You find young, smart in the India- there are 580 million middle class who are prospering. Which is 50% of the population? And there are 400 million Indians who speak fluent English. Which is more than America…? And that's why you find that outsourcing moving to India faster, because of language. Democracy, freedom of movement, Muslims in India are the only Muslims in the world who have enjoyed 60 years of uninterrupted democracy. They are part of us and belong to India.

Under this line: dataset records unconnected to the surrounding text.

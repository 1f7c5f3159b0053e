use partner_form::dom::dom_model::Document;
use partner_form::dom::error::DomError;
use partner_form::dom::query::{Selector, find, query_selector_all, text_entries};
use partner_form::page::page_model::{build_document, parse_page};
use partner_form::page::timers::{TimerQueue, TimerTask};

// =========================================================================
// Tree operations
// =========================================================================

#[test]
fn insert_after_places_node_as_next_sibling() {
    let mut doc = Document::new();
    let root = doc.root();
    let a = doc.create_element("input");
    let b = doc.create_element("input");
    doc.append_child(root, a).unwrap();
    doc.append_child(root, b).unwrap();

    let label = doc.create_element("div");
    doc.insert_after(a, label).unwrap();

    assert_eq!(doc.children(root), &[a, label, b]);
    assert_eq!(doc.next_sibling(a), Some(label));
}

#[test]
fn insert_after_requires_parent() {
    let mut doc = Document::new();
    let orphan = doc.create_element("input");
    let label = doc.create_element("div");

    assert_eq!(doc.insert_after(orphan, label), Err(DomError::NoParent(orphan)));
}

#[test]
fn remove_detaches_and_drops_focus() {
    let mut doc = Document::new();
    let root = doc.root();
    let input = doc.create_element("input");
    doc.append_child(root, input).unwrap();
    doc.focus(input).unwrap();

    doc.remove(input).unwrap();

    assert!(!doc.is_connected(input));
    assert_eq!(doc.focused(), None);
    assert!(doc.remove(input).is_ok(), "removing twice is harmless");
}

#[test]
fn focus_on_detached_node_fails() {
    let mut doc = Document::new();
    let input = doc.create_element("input");

    assert_eq!(doc.focus(input), Err(DomError::Detached(input)));
}

#[test]
fn set_value_rejects_non_controls() {
    let mut doc = Document::new();
    let div = doc.create_element("div");

    assert_eq!(doc.set_value(div, "x"), Err(DomError::NotAFormControl(div)));
}

#[test]
fn class_attribute_round_trips_into_class_list() {
    let mut doc = Document::new();
    let toast = doc.create_element("div");

    doc.set_attr(toast, "class", "toast  hidden").unwrap();
    doc.add_class(toast, "show").unwrap();
    doc.add_class(toast, "show").unwrap();
    doc.remove_class(toast, "hidden").unwrap();

    assert_eq!(doc.element(toast).unwrap().classes, vec!["toast", "show"]);
}

// =========================================================================
// Selection
// =========================================================================

#[test]
fn selection_supported_on_text_like_inputs_and_textarea() {
    let mut doc = Document::new();
    for (tag, ty) in [("input", Some("text")), ("input", None), ("input", Some("tel")), ("textarea", None)] {
        let id = doc.create_element(tag);
        if let Some(t) = ty {
            doc.set_attr(id, "type", t).unwrap();
        }
        doc.set_value(id, "hello").unwrap();
        doc.set_selection_range(id, 5, 5).unwrap();
        assert_eq!(doc.selection(id), Some((5, 5)));
    }
}

#[test]
fn selection_unsupported_on_email_and_number() {
    let mut doc = Document::new();
    for ty in ["email", "number", "checkbox"] {
        let id = doc.create_element("input");
        doc.set_attr(id, "type", ty).unwrap();
        let err = doc.set_selection_range(id, 0, 0).unwrap_err();
        assert!(matches!(err, DomError::SelectionUnsupported { .. }), "{}", ty);
    }
}

#[test]
fn selection_is_clamped_to_value_length() {
    let mut doc = Document::new();
    let id = doc.create_element("textarea");
    doc.set_value(id, "abc").unwrap();

    doc.set_selection_range(id, 10, 10).unwrap();

    assert_eq!(doc.selection(id), Some((3, 3)));
}

// =========================================================================
// Selectors
// =========================================================================

#[test]
fn selector_parsing() {
    assert_eq!(Selector::parse(".partner-form").unwrap(), Selector::Class("partner-form".into()));
    assert_eq!(
        Selector::parse("#partner-success-toast").unwrap(),
        Selector::Id("partner-success-toast".into())
    );
    assert_eq!(Selector::parse("[name='email']").unwrap(), Selector::Name("email".into()));
    assert_eq!(Selector::parse("[name=\"email\"]").unwrap(), Selector::Name("email".into()));
    assert_eq!(
        Selector::parse("FORM.partner-form").unwrap(),
        Selector::TagClass {
            tag: "form".into(),
            class: "partner-form".into()
        }
    );
    assert_eq!(Selector::parse("textarea").unwrap(), Selector::Tag("textarea".into()));

    for bad in ["", ".", "#", "[type=text]", "div > p", ".a b"] {
        assert!(Selector::parse(bad).is_err(), "'{}' should not parse", bad);
    }
}

#[test]
fn queries_run_in_document_order() {
    let page = parse_page(
        r#"
title: t
body:
  - tag: form
    class: partner-form
    children:
      - tag: input
        attrs: { name: a }
      - tag: fieldset
        children:
          - tag: textarea
            attrs: { name: b }
      - tag: input
        attrs: { name: c }
      - tag: select
        attrs: { name: d }
"#,
    )
    .unwrap();
    let doc = build_document(&page).unwrap();
    let form = find(&doc, ".partner-form").unwrap().unwrap();

    let names: Vec<&str> = text_entries(&doc, form)
        .into_iter()
        .filter_map(|id| doc.attr(id, "name"))
        .collect();
    assert_eq!(names, vec!["a", "b", "c"]);

    let inputs = query_selector_all(&doc, form, &Selector::Tag("input".into()));
    assert_eq!(inputs.len(), 2);
    assert_eq!(find(&doc, "#missing").unwrap(), None);
}

#[test]
fn page_fixture_yaml_errors_are_reported() {
    assert!(parse_page("body: [ { tag: ").is_err());
}

// =========================================================================
// Timers
// =========================================================================

#[test]
fn timers_fire_in_due_then_schedule_order() {
    let mut doc = Document::new();
    let root = doc.root();
    let a = doc.create_element("div");
    let b = doc.create_element("div");
    doc.append_child(root, a).unwrap();
    doc.append_child(root, b).unwrap();
    doc.add_class(a, "show").unwrap();
    doc.add_class(b, "show").unwrap();

    let mut timers = TimerQueue::new();
    timers.schedule(300, TimerTask::HideToast { toast: a, class: "show".into() });
    timers.schedule(100, TimerTask::HideToast { toast: b, class: "show".into() });

    let pending = timers.pending();
    assert_eq!(pending[0].due_at, 100);
    assert_eq!(pending[1].due_at, 300);

    assert_eq!(timers.advance_time(100, &mut doc), 1);
    assert!(!doc.has_class(b, "show"));
    assert!(doc.has_class(a, "show"));
    assert_eq!(timers.now_ms(), 100);

    assert_eq!(timers.flush(&mut doc), 1);
    assert!(!doc.has_class(a, "show"));
    assert_eq!(timers.now_ms(), 300);
}

#[test]
fn timer_on_removed_toast_is_harmless() {
    let mut doc = Document::new();
    let root = doc.root();
    let toast = doc.create_element("div");
    doc.append_child(root, toast).unwrap();
    let mut timers = TimerQueue::new();
    timers.schedule(10, TimerTask::HideToast { toast, class: "show".into() });

    doc.remove(toast).unwrap();

    assert_eq!(timers.advance_time(10, &mut doc), 1);
}
use partner_form::dom::dom_model::Document;
use partner_form::form::annotations::{clear_errors, field_errors, show_field_error, show_form_error};
use partner_form::form::collector::get_trimmed_data;
use partner_form::form::form_model::{FormConfig, TrimmedPayload};
use partner_form::form::gateway::resolve_endpoint;
use partner_form::form::notifier::reset_form;
use partner_form::form::validator::{missing_fields, validate_form};
use partner_form::page::page_model::{NodeSpec, PageSpec, build_document};
use partner_form::NodeId;

// =========================================================================
// Helpers
// =========================================================================

fn form_with(children: Vec<NodeSpec>) -> (Document, NodeId) {
    let mut form = NodeSpec::new("form").with_class("partner-form");
    form.children = children;
    let spec = PageSpec {
        title: String::new(),
        body: vec![form],
    };
    let doc = build_document(&spec).unwrap();
    let form = doc.children(doc.root())[0];
    (doc, form)
}

fn input(name: &str, value: &str) -> NodeSpec {
    NodeSpec::new("input")
        .with_attr("name", name)
        .with_attr("type", "text")
        .with_value(value)
}

fn required() -> Vec<String> {
    FormConfig::default().required_fields
}

fn snapshot(doc: &Document, form: NodeId) -> Vec<(String, Option<String>, String)> {
    doc.descendants(form)
        .into_iter()
        .map(|id| {
            let e = doc.element(id).unwrap();
            (
                e.tag.clone(),
                e.attr("aria-invalid").map(str::to_string),
                e.validation_message.clone(),
            )
        })
        .collect()
}

// =========================================================================
// TrimmedPayload
// =========================================================================

#[test]
fn payload_trims_and_keeps_first_position_on_overwrite() {
    let mut payload = TrimmedPayload::new();
    assert_eq!(payload.insert("a", "  one "), None);
    payload.insert("b", "two");
    assert_eq!(payload.insert("a", " three"), Some("one".to_string()));

    assert_eq!(payload.get("a"), Some("three"));
    assert_eq!(payload.names().collect::<Vec<_>>(), vec!["a", "b"]);
    assert_eq!(payload.to_json().unwrap(), r#"{"a":"three","b":"two"}"#);
}

// =========================================================================
// Collector
// =========================================================================

#[test]
fn collector_trims_every_value() {
    let (doc, form) = form_with(vec![
        input("restaurantName", "  Tasty Bites  "),
        NodeSpec::new("textarea")
            .with_attr("name", "notes")
            .with_value("\tline one\n"),
    ]);

    let data = get_trimmed_data(&doc, form);

    assert_eq!(data.get("restaurantName"), Some("Tasty Bites"));
    assert_eq!(data.get("notes"), Some("line one"));
}

#[test]
fn collector_skips_unnamed_disabled_and_buttons() {
    let (doc, form) = form_with(vec![
        NodeSpec::new("input").with_value("no name"),
        input("", "empty name"),
        input("locked", "x").with_attr("disabled", ""),
        NodeSpec::new("input")
            .with_attr("name", "go")
            .with_attr("type", "submit")
            .with_value("Send"),
        NodeSpec::new("button").with_attr("name", "btn").with_text("Send"),
        input("city", "Metropolis"),
    ]);

    let data = get_trimmed_data(&doc, form);

    assert_eq!(data.names().collect::<Vec<_>>(), vec!["city"]);
}

#[test]
fn collector_includes_only_checked_checkables() {
    let (doc, form) = form_with(vec![
        NodeSpec {
            checked: true,
            ..NodeSpec::new("input")
                .with_attr("name", "delivery")
                .with_attr("type", "checkbox")
        },
        NodeSpec::new("input")
            .with_attr("name", "pickup")
            .with_attr("type", "checkbox"),
        NodeSpec {
            checked: true,
            ..NodeSpec::new("input")
                .with_attr("name", "size")
                .with_attr("type", "radio")
                .with_attr("value", "large")
        },
    ]);

    let data = get_trimmed_data(&doc, form);

    assert_eq!(data.get("delivery"), Some("on"));
    assert_eq!(data.get("pickup"), None);
    assert_eq!(data.get("size"), Some("large"));
}

#[test]
fn collector_duplicate_names_last_write_wins() {
    let (doc, form) = form_with(vec![input("email", "first@x.com"), input("email", "second@x.com")]);

    let data = get_trimmed_data(&doc, form);

    assert_eq!(data.len(), 1);
    assert_eq!(data.get("email"), Some("second@x.com"));
}

#[test]
fn collector_reflects_current_values_each_time() {
    let (mut doc, form) = form_with(vec![input("city", "Old")]);
    let city = doc.children(form)[0];

    let first = get_trimmed_data(&doc, form);
    doc.set_value(city, " New ").unwrap();
    let second = get_trimmed_data(&doc, form);

    assert_eq!(first.get("city"), Some("Old"));
    assert_eq!(second.get("city"), Some("New"));
}

#[test]
fn select_defaults_to_first_option() {
    let (doc, form) = form_with(vec![NodeSpec::new("select")
        .with_attr("name", "cuisine")
        .with_child(NodeSpec::new("option").with_attr("value", "Italian").with_text("Italian"))
        .with_child(NodeSpec::new("option").with_text("Thai"))]);

    let data = get_trimmed_data(&doc, form);

    assert_eq!(data.get("cuisine"), Some("Italian"));
}

// =========================================================================
// Validator
// =========================================================================

#[test]
fn missing_fields_respects_declared_order() {
    let mut data = TrimmedPayload::new();
    data.insert("email", "j@x.com");
    data.insert("city", "   ");

    let missing = missing_fields(&data, &required());

    assert_eq!(
        missing,
        vec!["restaurantName", "ownerName", "phone", "city", "cuisine"]
    );
}

#[test]
fn validate_form_annotates_without_short_circuit() {
    let (mut doc, form) = form_with(vec![
        input("restaurantName", ""),
        input("ownerName", "J. Doe"),
        input("email", ""),
    ]);
    let data = get_trimmed_data(&doc, form);
    let fields = vec!["restaurantName".to_string(), "ownerName".to_string(), "email".to_string()];

    let valid = validate_form(&mut doc, form, &data, &fields, "This field is required");

    assert!(!valid);
    let names: Vec<String> = field_errors(&doc, form).into_iter().map(|(n, _)| n).collect();
    assert_eq!(names, vec!["restaurantName", "email"]);
}

#[test]
fn validate_form_passes_when_everything_present() {
    let (mut doc, form) = form_with(vec![input("a", "1"), input("b", "2")]);
    let data = get_trimmed_data(&doc, form);
    let fields = vec!["a".to_string(), "b".to_string()];

    assert!(validate_form(&mut doc, form, &data, &fields, "required"));
    assert!(field_errors(&doc, form).is_empty());
}

// =========================================================================
// Annotations
// =========================================================================

#[test]
fn clear_errors_twice_equals_once() {
    let (mut doc, form) = form_with(vec![input("email", ""), input("city", "")]);
    let email = doc.children(form)[0];
    show_field_error(&mut doc, email, "bad").unwrap();
    show_form_error(&mut doc, form, "try again").unwrap();

    clear_errors(&mut doc, form).unwrap();
    let once = snapshot(&doc, form);
    clear_errors(&mut doc, form).unwrap();
    let twice = snapshot(&doc, form);

    assert_eq!(once, twice);
    assert_eq!(once.len(), 2, "only the two inputs remain");
    assert!(once.iter().all(|(_, invalid, msg)| invalid.is_none() && msg.is_empty()));
}

#[test]
fn clear_errors_on_clean_form_is_noop() {
    let (mut doc, form) = form_with(vec![input("email", "j@x.com")]);
    let before = snapshot(&doc, form);

    clear_errors(&mut doc, form).unwrap();

    assert_eq!(snapshot(&doc, form), before);
}

#[test]
fn show_field_error_on_detached_field_fails_cleanly() {
    let (mut doc, form) = form_with(vec![input("email", "")]);
    let orphan = doc.create_element("input");
    let before = snapshot(&doc, form);

    assert!(show_field_error(&mut doc, orphan, "bad").is_err());
    assert!(show_field_error(&mut doc, NodeId(999), "bad").is_err());
    assert_eq!(snapshot(&doc, form), before);
}

#[test]
fn form_error_is_first_child_with_alert_role() {
    let (mut doc, form) = form_with(vec![input("email", "")]);

    let error = show_form_error(&mut doc, form, "Submission failed").unwrap();

    assert_eq!(doc.children(form)[0], error);
    assert_eq!(doc.attr(error, "role"), Some("alert"));
}

// =========================================================================
// Reset and endpoint
// =========================================================================

#[test]
fn reset_restores_initial_values_and_checked_state() {
    let (mut doc, form) = form_with(vec![
        input("city", "Metropolis"),
        NodeSpec::new("input")
            .with_attr("name", "delivery")
            .with_attr("type", "checkbox"),
    ]);
    let city = doc.children(form)[0];
    let delivery = doc.children(form)[1];
    doc.set_value(city, "Gotham").unwrap();
    doc.set_checked(delivery, true).unwrap();

    reset_form(&mut doc, form).unwrap();

    assert_eq!(doc.value(city), Some("Metropolis"));
    assert!(!doc.element(delivery).unwrap().checked);
}

#[test]
fn endpoint_defaults_when_action_missing() {
    let (doc, form) = form_with(vec![]);

    assert_eq!(resolve_endpoint(&doc, form, "/api/partners"), "/api/partners");
}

Dial Gidwani may not be an IT expert, but in a sense Dial Gidwani is globalization at work. His outlooks, beliefs, and current goals in life are all the result of his unique experience and all affect how he will influence those around him in the future. He spends his days protecting the culture and heritage of a civilization from 9000 years ago and at the same time is the most technologically able 80-year-old man I've ever met in my life. He is technically Indian, Pakistani, and American and could switch from Chinese to Urdu faster than you could say, "boo." This extraordinary individual came to this country for opportunity, and will leave behind him his own culture, forged through decades of contact and connection. Listening to his remarkable story made the world seem like a bigger place to me. While our world keeps "shrinking" as more people are introduced to the internet everyday, the possibility that tomorrow holds approaches the infinite, as evidenced by the life and accomplishments of Dial Gidwani.